- **Brief**:
Looking at the entries underneath, work out how many lines contain "ConfigError". Write only that number.

- **Data provided**:
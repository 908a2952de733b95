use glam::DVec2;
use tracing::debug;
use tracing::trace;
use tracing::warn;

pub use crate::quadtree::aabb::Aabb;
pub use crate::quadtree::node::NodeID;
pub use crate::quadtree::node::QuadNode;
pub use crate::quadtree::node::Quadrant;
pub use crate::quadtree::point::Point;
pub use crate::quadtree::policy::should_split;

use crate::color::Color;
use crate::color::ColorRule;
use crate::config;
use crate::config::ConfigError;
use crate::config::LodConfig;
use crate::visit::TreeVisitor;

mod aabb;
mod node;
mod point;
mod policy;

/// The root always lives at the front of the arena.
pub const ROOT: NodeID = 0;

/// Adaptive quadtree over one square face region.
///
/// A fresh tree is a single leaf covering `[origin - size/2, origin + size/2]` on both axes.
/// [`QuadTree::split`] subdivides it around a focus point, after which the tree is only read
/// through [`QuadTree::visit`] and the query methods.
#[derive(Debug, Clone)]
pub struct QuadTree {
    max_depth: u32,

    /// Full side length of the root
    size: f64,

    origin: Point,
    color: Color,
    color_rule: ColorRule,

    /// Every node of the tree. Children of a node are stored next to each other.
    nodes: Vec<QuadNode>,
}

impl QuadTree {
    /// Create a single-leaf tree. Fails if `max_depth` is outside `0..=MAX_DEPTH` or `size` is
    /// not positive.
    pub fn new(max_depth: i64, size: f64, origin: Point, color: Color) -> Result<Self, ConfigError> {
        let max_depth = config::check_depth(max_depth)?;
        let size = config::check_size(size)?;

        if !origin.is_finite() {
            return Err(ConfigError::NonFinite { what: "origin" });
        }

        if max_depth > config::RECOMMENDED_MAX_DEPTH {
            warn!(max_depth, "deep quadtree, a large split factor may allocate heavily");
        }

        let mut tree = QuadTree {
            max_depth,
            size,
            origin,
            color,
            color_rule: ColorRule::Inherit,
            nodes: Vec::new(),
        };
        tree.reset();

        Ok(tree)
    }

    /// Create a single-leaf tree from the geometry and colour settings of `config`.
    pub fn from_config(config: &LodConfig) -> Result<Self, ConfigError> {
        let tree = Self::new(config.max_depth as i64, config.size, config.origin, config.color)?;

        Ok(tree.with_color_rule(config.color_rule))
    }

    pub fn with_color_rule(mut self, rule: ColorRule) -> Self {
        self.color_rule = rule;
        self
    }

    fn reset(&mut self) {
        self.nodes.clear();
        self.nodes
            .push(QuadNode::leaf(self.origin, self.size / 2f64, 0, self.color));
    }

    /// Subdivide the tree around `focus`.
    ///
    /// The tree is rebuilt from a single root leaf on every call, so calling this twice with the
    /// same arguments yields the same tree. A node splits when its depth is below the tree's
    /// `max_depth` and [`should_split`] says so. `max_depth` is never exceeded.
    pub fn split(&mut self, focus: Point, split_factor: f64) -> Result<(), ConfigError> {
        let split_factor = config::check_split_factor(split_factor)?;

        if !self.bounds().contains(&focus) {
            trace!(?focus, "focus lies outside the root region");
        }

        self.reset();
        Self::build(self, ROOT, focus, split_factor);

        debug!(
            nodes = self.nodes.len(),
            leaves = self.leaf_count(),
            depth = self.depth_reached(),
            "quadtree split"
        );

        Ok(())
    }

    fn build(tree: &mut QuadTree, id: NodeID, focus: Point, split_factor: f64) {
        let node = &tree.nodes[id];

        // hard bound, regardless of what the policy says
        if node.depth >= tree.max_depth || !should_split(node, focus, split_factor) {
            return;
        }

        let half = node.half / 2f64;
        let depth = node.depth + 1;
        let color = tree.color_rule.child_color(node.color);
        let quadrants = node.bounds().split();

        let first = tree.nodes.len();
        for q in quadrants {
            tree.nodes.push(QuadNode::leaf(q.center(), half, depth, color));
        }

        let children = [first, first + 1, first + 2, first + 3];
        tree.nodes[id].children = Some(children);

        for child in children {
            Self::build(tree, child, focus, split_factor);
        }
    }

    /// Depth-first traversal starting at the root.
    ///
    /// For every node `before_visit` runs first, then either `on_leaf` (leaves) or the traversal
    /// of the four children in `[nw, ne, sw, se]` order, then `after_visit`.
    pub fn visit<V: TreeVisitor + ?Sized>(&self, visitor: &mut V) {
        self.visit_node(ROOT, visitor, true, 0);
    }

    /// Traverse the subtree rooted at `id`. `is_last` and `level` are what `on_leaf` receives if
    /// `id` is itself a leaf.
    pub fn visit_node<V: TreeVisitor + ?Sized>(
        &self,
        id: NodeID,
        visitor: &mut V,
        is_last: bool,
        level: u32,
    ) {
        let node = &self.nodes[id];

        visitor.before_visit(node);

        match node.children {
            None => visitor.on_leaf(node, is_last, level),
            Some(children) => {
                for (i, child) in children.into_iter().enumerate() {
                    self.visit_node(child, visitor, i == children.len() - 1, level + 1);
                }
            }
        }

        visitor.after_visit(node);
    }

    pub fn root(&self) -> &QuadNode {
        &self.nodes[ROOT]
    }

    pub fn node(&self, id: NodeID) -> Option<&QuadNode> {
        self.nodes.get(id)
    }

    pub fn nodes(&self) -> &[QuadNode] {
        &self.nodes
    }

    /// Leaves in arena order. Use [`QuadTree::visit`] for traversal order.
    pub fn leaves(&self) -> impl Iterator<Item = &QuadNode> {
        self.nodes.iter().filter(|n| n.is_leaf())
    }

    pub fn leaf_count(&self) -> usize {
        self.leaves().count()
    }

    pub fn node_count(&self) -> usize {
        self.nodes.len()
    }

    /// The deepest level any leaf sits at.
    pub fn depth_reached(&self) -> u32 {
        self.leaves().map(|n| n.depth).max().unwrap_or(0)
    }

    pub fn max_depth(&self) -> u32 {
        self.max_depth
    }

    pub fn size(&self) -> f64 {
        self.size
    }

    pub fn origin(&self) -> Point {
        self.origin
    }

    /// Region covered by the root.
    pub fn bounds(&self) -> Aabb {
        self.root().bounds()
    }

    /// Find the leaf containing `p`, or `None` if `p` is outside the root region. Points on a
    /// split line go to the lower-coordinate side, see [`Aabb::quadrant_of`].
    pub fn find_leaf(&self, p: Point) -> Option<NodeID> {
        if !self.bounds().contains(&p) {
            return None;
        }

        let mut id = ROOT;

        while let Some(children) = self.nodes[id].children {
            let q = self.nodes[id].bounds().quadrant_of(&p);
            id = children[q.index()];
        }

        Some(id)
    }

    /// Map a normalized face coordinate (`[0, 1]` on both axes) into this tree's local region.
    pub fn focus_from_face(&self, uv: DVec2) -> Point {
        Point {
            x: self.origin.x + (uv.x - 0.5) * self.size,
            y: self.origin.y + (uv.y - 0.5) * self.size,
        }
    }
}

- **Solution to this problem**:
5